Who doesn’t enjoy a little reverse engineering? This Hack the Box reversing challenge is listed as ‘Easy’, and wants us to ‘find the password’. Let’s dive in…
After unzipping the contents of the challenge we have a single ELF binary called exatlon_v1. It’s one we can’t immediately disassemble either, so that’ll need some looking at.
When we run the executable it builds this lovely text artwork a couple of lines at a time slowly. It does this before asking for a password. Incorrect passwords loop back to the beginning. It’s probably been coded like this to prevent brute forcing.
We need to start pulling this binary apart. A hexdump of the exatlon_v1 file showed that it had been packed using UPX:
Thats nothing we can’t handle trivially. If UPX packed it, then it can unpack it too. The following does an in-place unpack – I could have provided a different output file, but I’m not too worried about needing the packed version again!
upx -d exatlon_v1
With the file now unpacked we can start our analysis. Utilising both radare2 and Cutter (which is a nice GUI on radare2), it was time to get into reversing this properly. My screenshots will switch back and forth between the two – as it follows my workflow. Opening the binary at the main function we can see how this program flows.
At the bottom of the main chunk of code, there’s a JNE (opcode 0x75) which I decided to try changing to JE (opcode 0x74) to see what would happen on execution. It quickly confirmed that program doesn’t do anything exciting upon entering the correct password.
One thing that this proved was that I needn’t worry about anything downstream of this JNE. Let’s have a deeper look at this main code block and see what’s going on. The early part of the code is clearly what builds the art slowly, with multiple call __sleep entries. As we go on further we can see where the program asks for the password and a call to a function exatlon. Straight after we can see a string at 0x00404d2d which I’m pretty sure is the flag we want.
0x00404d2d 488d35bc6714. lea rsi, str.1152_1344_1056_1968_1728_816_1648_784_1584_816_1728_1520_1840_1664_784_1632_1856_1520_1728_816_1632_1856_1520_784_1760_1840_1824_816_1584_1856_784_1776_1760_528_528_2000_ ; 0x54b4f0 ; "1152 1344 1056 1968 1728 816 1648 784 1584 816 1728 1520 1840 1664 784 1632 1856 1520 1728 816 1632 1856 1520 784 1760 1840 1824 816 1584 1856 784 1776 1760 528 528 2000 " ; int64_t arg2
If it is: then it has been encoded. That exatlon function at 0x00404d24 must be encoding what we enter before comparing it to this string. Using radare2 lets set a breakpoint right after at 0x00404d29, then enter a character and see what the registers reveal.

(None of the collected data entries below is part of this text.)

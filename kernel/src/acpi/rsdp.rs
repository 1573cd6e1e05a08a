
use crate::mem::PhysAddr;

use super::{xsdt::Xsdt, AcpiError, SdtHeader};

#[repr(C, packed)]
struct Rsdp {
    signature: [u8; 8],
    checksum: u8,
    oem_id: [u8; 6],
    revision: u8,
    rsdt_address: u32,
}

#[repr(C, packed)]
pub(super) struct Rsdp2 {
    old: Rsdp,
    // Part 2 (the extension)
    length: u32,
    xsdt_address: u64,
    extended_checksum: u8,
    _reserved: [u8; 3],
}

impl Rsdp2 {
    pub(super) fn validate_checksum(&self) -> Result<(), AcpiError> {
        let sum1 = unsafe {core::slice::from_raw_parts(core::ptr::from_ref(self).cast::<u8>(), size_of::<Rsdp>())}.iter().sum::<u8>() as usize;
        let sum2 = unsafe {core::slice::from_raw_parts(core::ptr::from_ref(self).cast::<u8>().byte_add(size_of::<Rsdp>()), size_of::<Rsdp2>() - size_of::<Rsdp>())}.iter().sum::<u8>() as usize;

        if sum1 & 0xff != 0 || sum2 & 0xff != 0 {
            return Err(AcpiError::InvalidChecksum);
        }

        Ok(())
    }

    #[inline]
    pub(super) fn get_xsdt(&self) -> Result<&Xsdt, AcpiError> {
        let ptr: *const SdtHeader = PhysAddr(self.xsdt_address as usize).add_hhdm_offset().into();
        unsafe {
            let header = ptr.as_ref().unwrap();
            header.validate_checksum()?;
        
            Ok(ptr.cast::<Xsdt>().as_ref().unwrap())
        }
    }
}
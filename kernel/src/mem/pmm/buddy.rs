
use core::{alloc::Layout, num::NonZero, ptr::NonNull, slice::from_raw_parts_mut};

use alloc::boxed::Box;
use limine::memory_map::EntryType;
use utils::collections::stacklist::{Node, StackList};

use crate::{arch::BASIC_PAGE_SIZE, boot::limine::get_page_count_from_mem_map, mem::{PageId, PhysAddr}};

use super::{PmmAllocator, PmmError};

/// Singleton instance of the buddy allocator
pub(super) static mut BUDDY_ALLOCATOR: BuddyAllocator = BuddyAllocator {
    zones: &mut [],
    freelist: StackList::new(),
};

/// A buddy allocator for the PMM
pub(super) struct BuddyAllocator<'a> {
    zones: &'a mut [StackList<PhysAddr>],
    freelist: StackList<PhysAddr>,
}

impl<'a> PmmAllocator for BuddyAllocator<'a> {
    fn alloc_at(&mut self, addr: crate::mem::PhysAddr, page_count: usize) -> Result<(), PmmError> {
        // We can't allocate 0 pages
        if page_count == 0 {
            return Err(PmmError::NoAvailableBlock);
        }
        
        let zone_bucket_size = page_count.next_power_of_two() * BASIC_PAGE_SIZE;
        // Make sure the address is aligned to the current page count
        if addr.0 % zone_bucket_size != 0 {
            return Err(PmmError::InvalidAlignment);
        }
        // Get the "zone level" using the page count, and then subtract `Self::ZONE_LOWER_BOUND` to
        // get the index into the `zones` field

        let min_zone_index = zone_bucket_size.ilog2() as usize - Self::ZONE_LOWER_BOUND;
        let bucket_index = self.find_at_zone_bucket(addr, min_zone_index, zone_bucket_size)?;
        self.disband(addr, bucket_index, min_zone_index);

        Ok(())
    }

    fn alloc_any(&mut self, alignment: PageId, page_count: usize) -> Result<PhysAddr, PmmError> {
        if page_count == 0 {
            return Err(PmmError::NoAvailableBlock);
        } 

        if alignment == 0 {
            return Err(PmmError::InvalidAlignment);
        }

        let zone_bucket_size = page_count.next_power_of_two() * BASIC_PAGE_SIZE;

        let min_zone_index = zone_bucket_size.ilog2() as usize - Self::ZONE_LOWER_BOUND;
        let (addr, bucket_index) = self.find_zone_bucket(alignment, min_zone_index)?;
        println!("Allocating at: {:#x} with page count: {:#x}", addr.0, page_count);
        self.disband(addr, bucket_index, min_zone_index);

        Ok(addr)
    }

    fn is_page_free(&self, addr: PhysAddr) -> Result<bool, PmmError> {
        // TODO: Optimize, we might be able to skip some checking of zones, depending on `addr` (if
        // it's not aligned to zone 'nth') 
        for i in 0..self.zones.len() {
            for bucket in self.zones[i].iter() {
                if  *bucket == addr {
                    return Ok(true);
                }
            }
        }

        Ok(false)
    }

    // TODO: Maybe do it the old way, by breaking it down into blocks and then coalescing instead
    // of just everything as page sizes?
    unsafe fn free(&mut self, addr: PhysAddr, page_count: usize) -> Result<(), PmmError> {
        if self.is_page_free(addr)? {
            return Err(PmmError::FreeOfAlreadyFree);
        }

        if page_count == 0 {
            return Err(PmmError::NoAvailableBlock);
        }

        let zone_bucket_size = page_count.next_power_of_two() * BASIC_PAGE_SIZE;
        if addr.0 % zone_bucket_size != 0 {
            return Err(PmmError::InvalidAlignment);
        }

        let min_zone_index = zone_bucket_size.ilog2() as usize - Self::ZONE_LOWER_BOUND;
        self.coalesce(addr, min_zone_index);

        Ok(())
    }

    unsafe fn init_from_limine(mem_map: &[&limine::memory_map::Entry]) {
        let page_count = get_page_count_from_mem_map(mem_map);

        // TODO: Set the `page_count` and check to make sure the address's passed in `free` and
        // `alloc_at` are within the bounds of the memory map

        #[allow(static_mut_refs)]
        let freelist_entry_addr = unsafe {BUDDY_ALLOCATOR.init_freelist(mem_map, page_count)};

        for entry in mem_map.iter() {
            match entry.entry_type {
                EntryType::USABLE | EntryType::BOOTLOADER_RECLAIMABLE => {
                    let addr = PhysAddr(entry.base as usize);
                    unsafe {
                        #[allow(static_mut_refs)]
                        BUDDY_ALLOCATOR.break_into_buckets_n_free(addr, entry.length as usize);
                    };
                }
                _ => continue,
            }
        }

        // TODO: Mark the 2 pages from the freelist entry as taken
        unsafe {
            #[allow(static_mut_refs)]
            BUDDY_ALLOCATOR.alloc_at(PhysAddr(freelist_entry_addr.0), 1).unwrap();
            println!("Freelist entry addr: {:#x}", freelist_entry_addr.0);
            #[allow(static_mut_refs)]
            BUDDY_ALLOCATOR.alloc_at(PhysAddr(freelist_entry_addr.0 + BASIC_PAGE_SIZE), 1).unwrap();
            println!("Freelist entry addr: {:#x}", freelist_entry_addr.0 + BASIC_PAGE_SIZE);
        }
    }
}

impl<'a> BuddyAllocator<'a> {
    /// The lowest possible zone level (the zone level of `BASIC_PAGE_SIZE`)
    const ZONE_LOWER_BOUND: usize = BASIC_PAGE_SIZE.ilog2() as usize;

    // TODO: Maybe deremine a function for this instead of just using 0?
    /// From what zone index we should refill the freelist
    const FREELIST_REFILL_ZONE_INDEX: usize = 0;

    /// The number of nodes per freelist bucket
    const NODES_PER_FREELIST_BUCKET: usize = BASIC_PAGE_SIZE / Layout::new::<Node<PhysAddr>>().pad_to_align().size();

    /// Tries to find a zone bucket that satisfies the passed `alignment` page alignment, starting
    /// from the `min_zone_index` zone index. 
    ///
    /// Returns the physical address of the found zone bucket
    /// and the index of the zone
    fn find_zone_bucket(&mut self, alignment: PageId, min_zone_index: usize) -> Result<(PhysAddr, usize), PmmError> {
        for i in min_zone_index..self.zones.len() {
            // Try finding a node that satisfies the page wise alignment
            if let Some(node) = self.zones[i].iter_node().enumerate().find(|&node| {
                node.1.data.0 % (BASIC_PAGE_SIZE * alignment) == 0
            }) {
                // TODO: Remove this unwrap
                // Save the nodes address so we can return it
                let ret = node.1.data;
                // Remove the node from the zone, and push it to the freelist
                let node = Box::into_non_null(self.zones[i].remove_at(node.0).unwrap());
                unsafe {self.freelist.push_node(node)};
                return Ok((ret, i));
            }
        }

        Err(PmmError::NoAvailableBlock)
    }

    /// Tries to find a zone bucket that contains the passed `addr`, starting from the
    /// `min_zone_index`
    ///
    /// Returns the index of the zone where the bucket was found
    fn find_at_zone_bucket(&mut self, addr: PhysAddr, min_zone_index: usize, zone_bucket_size: usize) -> Result<usize, PmmError> {
        // Try finding a node that contains the passed `addr`
        for i in min_zone_index..self.zones.len() {
            if let Some(node) = self.zones[i].iter_node().enumerate().find(|&node| {
                node.1.data <= addr && addr < PhysAddr(node.1.data.0 + zone_bucket_size)
            }) {
                // TODO: Remove this unwrap
                // Remove the node from the zone, and push it to the freelist
                let node = Box::into_non_null(self.zones[i].remove_at(node.0).unwrap());
                unsafe {self.freelist.push_node(node)};
                return Ok(i);
            }
        }

        Err(PmmError::NoAvailableBlock)
    }

    /// Splits the passed `addr` into the freelist, starting from the `bucket_index` and going
    /// down (i.e. The opposite of coalescing)
    fn disband(&mut self, addr: PhysAddr, bucket_index: usize, min_zone_index: usize) {
        for i in (min_zone_index..bucket_index).rev() {
            let buddy_addr = Self::get_buddy_addr(addr, i);
            //println!("Buddy addr: {:#x} addr: {:#x} bucket_index: {:#x} min_zone_index: {:#x}", buddy_addr.0, addr.0, bucket_index, min_zone_index);
            self.push_from_freelist(buddy_addr, i).unwrap();
        }
    }

    /// Coalesces the passed `addr` into the freelist, starting from the `min_zone_index` and going
    /// up 
    fn coalesce(&mut self, mut addr: PhysAddr, min_zone_index: usize) {
        //println!("Coalescing: {:#x}", addr.0);
        let mut i = min_zone_index;
        loop {
            if i == self.zones.len() {
                i -= 1;
                break;
            }

            // Check if this address's buddy is in the zone.
            let buddy_addr = Self::get_buddy_addr(addr, i);
            if let Some(buddy_node) = self.zones[i].iter_node().enumerate().find(|&node| {
                node.1.data == buddy_addr
            }) {
                // If the buddy is here, then we can coalesce. Logically this means combining the
                // two and pushing them to the next zone level.
                // What we do is just remove the buddy from the zone, and then after we finsihed
                // coalescing withg each level, we just push a node to the final level
                addr = Self::determine_next_zone_bucket_addr(addr, buddy_addr);
                let node = Box::into_non_null(self.zones[i].remove_at(buddy_node.0).unwrap());
                unsafe {self.freelist.push_node(node)};
            } else {
                // If the buddy isn't here then we can't coalesce anymore so just break
                break;
            }
        }

        self.push_from_freelist(addr, i).unwrap();
    }

    // TODO: Maybe rewrite this?
    #[inline]
    fn get_buddy_addr(addr: PhysAddr, zone_index: usize) -> PhysAddr {
        let zone_bucket_size = 2_usize.pow((zone_index + Self::ZONE_LOWER_BOUND) as u32);
        
        if addr.0 % (zone_bucket_size * 2) == 0 {
            PhysAddr(addr.0 + zone_bucket_size)
        } else {
            PhysAddr(addr.0 - zone_bucket_size)
        }
    }

    #[inline]
    fn determine_next_zone_bucket_addr(addr: PhysAddr, buddy_addr: PhysAddr) -> PhysAddr {
        core::cmp::min(addr, buddy_addr)
    }

    fn push_from_freelist(&mut self, addr: PhysAddr, zone_index: usize) -> Result<(), PmmError> {
        // If we need to perform emergency allocation
        if self.freelist.len() == self.zones.len() {
            let (buff_phys_addr, _) = self.find_zone_bucket(1, Self::FREELIST_REFILL_ZONE_INDEX)?;
            let ptr = NonNull::without_provenance(NonZero::new(buff_phys_addr.add_hhdm_offset().0).unwrap());

            for i in 0..Self::NODES_PER_FREELIST_BUCKET {
                unsafe { self.freelist.push_node(ptr.add(i)) };
            }
        }

        let mut buddy = self.freelist.pop_node().unwrap();
        buddy.data = addr;
        unsafe {
            self.zones[zone_index].push_node(Box::into_non_null(buddy));
        }

        Ok(())
    }

    fn break_into_buckets_n_free(&mut self, addr: PhysAddr, mut bytes_count: usize) {
        let mut low_ptr = addr.0;
        let mut high_ptr = addr.0 + bytes_count;

        let upper_bound = bytes_count.ilog2() as usize - Self::ZONE_LOWER_BOUND;

        for i in 0..upper_bound {
            let bucket_size = 2_usize.pow((i + Self::ZONE_LOWER_BOUND) as u32);
            if low_ptr % (bucket_size * 2) != 0 {
                unsafe {self.free(PhysAddr(low_ptr), bucket_size / BASIC_PAGE_SIZE).unwrap()};
                low_ptr += bucket_size;
                bytes_count -= bucket_size;
            }

            if (high_ptr - bucket_size) % (bucket_size * 2) == 0 {
                high_ptr -= bucket_size;
                unsafe {self.free(PhysAddr(high_ptr), bucket_size / BASIC_PAGE_SIZE).unwrap()};
                bytes_count -= bucket_size;
            }
        }

        if bytes_count != 0 {
            let bucket_size = 2_usize.pow((upper_bound + Self::ZONE_LOWER_BOUND) as u32);
            let page_count = ((bytes_count / bucket_size) * bucket_size) / BASIC_PAGE_SIZE;
            bytes_count -= page_count * BASIC_PAGE_SIZE;
            unsafe {self.free(PhysAddr(low_ptr), page_count).unwrap()};
        }

        assert_eq!(bytes_count, 0);
    }

    fn init_freelist(&mut self, mem_map: &[&limine::memory_map::Entry], page_count: usize) -> PhysAddr {
        let entry = mem_map.iter().find(|&entry| {
            match entry.entry_type {
                EntryType::BOOTLOADER_RECLAIMABLE | EntryType::USABLE if entry.length as usize >= 2 * BASIC_PAGE_SIZE => true,
                _ => false,
            }
        }).unwrap();

        let zones_ptr: *mut StackList<PhysAddr> = 
            core::ptr::without_provenance_mut(PhysAddr(entry.length as usize).add_hhdm_offset().0);
        
        let zone_level_upper_bound = (page_count * BASIC_PAGE_SIZE).ilog2() as usize - Self::ZONE_LOWER_BOUND + 1;
        self.zones = unsafe {
            from_raw_parts_mut(zones_ptr, zone_level_upper_bound)
        };

        let add = zones_ptr.cast::<u8>().align_offset(align_of::<Node<PhysAddr>>());
        let freelist_entries_ptr = unsafe {zones_ptr.add(zone_level_upper_bound).byte_add(add).cast::<Node<PhysAddr>>()};

        let freelist_entries_count = ((2 * BASIC_PAGE_SIZE) - (freelist_entries_ptr.addr() - zones_ptr.addr())) / Layout::new::<Node<PhysAddr>>().pad_to_align().size();

        println!("this is the add: {:#x}", add);
        println!("thisis the size: {:#x}", Layout::new::<Node<PhysAddr>>().pad_to_align().size());
        println!("this is freelist count: {:#x}", freelist_entries_count);

        for i in 0..freelist_entries_count {
            unsafe {self.freelist.push_node(NonNull::new(freelist_entries_ptr.add(i)).unwrap())};
        }

        PhysAddr(entry.base as usize)
    }
}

Well r10 has an interesting value: 1552. Thats in the range we’re expecting. I checked entering ‘H’ into program next to see if this would return a value of 1152. Why? Because we know the flag will start with ‘HTB’ and that is the starting number in the string we suspect is the password.
Oh look! We’re right! I’d like to know a bit about this encoding thats going on. In theory I could brute-force this backwards but that seems like a cop-out. Something is telling me there’s a simple pattern to this encoding, so I try ‘A’, ‘B’ and ‘C’ as entries into the program. Each number that is returned is 16 higher than last. Aha: Bit-shifting!
With this in mind I opened up the exatlon function and the ‘encryption’ this function was doing caught my eye almost immediately.
Anything stick out like a sore thumb for you? It should, I’ve even selected the bit you want to look at.
shl eax, 4
shl shifts bits to the left by the number given to it in the second argument. In this case 4 positions. So it’s just the ASCII code for the character, bit shifted left by 4. I double checked this using a programmers calculator. Being incredibly lazy, I wasn’t about to go looking up ASCII codes to decrypt the string. Not when I can write a perfectly good bit of python to do that for me. I grabbed the string and formatted it to be used in my decoder.
cat encodedstr | sed -e 's/ /,/g'
1152,1344,1056,1968,1728,816,1648,784,1584,816,1728,1520,1840,1664,784,1632,1856,1520,1728,816,1632,1856,1520,784,1760,1840,1824,816,1584,1856,784,1776,1760,528,528,2000
I needed these comma separated values so that I could make this super easy as you can see below:
#!/usr/bin/python3
encstr=[1152,1344,1056,1968,1728,816,1648,784,1584,816,1728,1520,1840,1664,784,1632,1856,1520,1728,816,1632,1856,1520,784,1760,1840,1824,816,1584,1856,784,1776,1760,528,528,2000]
strv=""
for x in encstr:
tbc=x >> 4
strv=strv+chr(tbc)
print(strv)
Running this gave me the flag and another 20 points.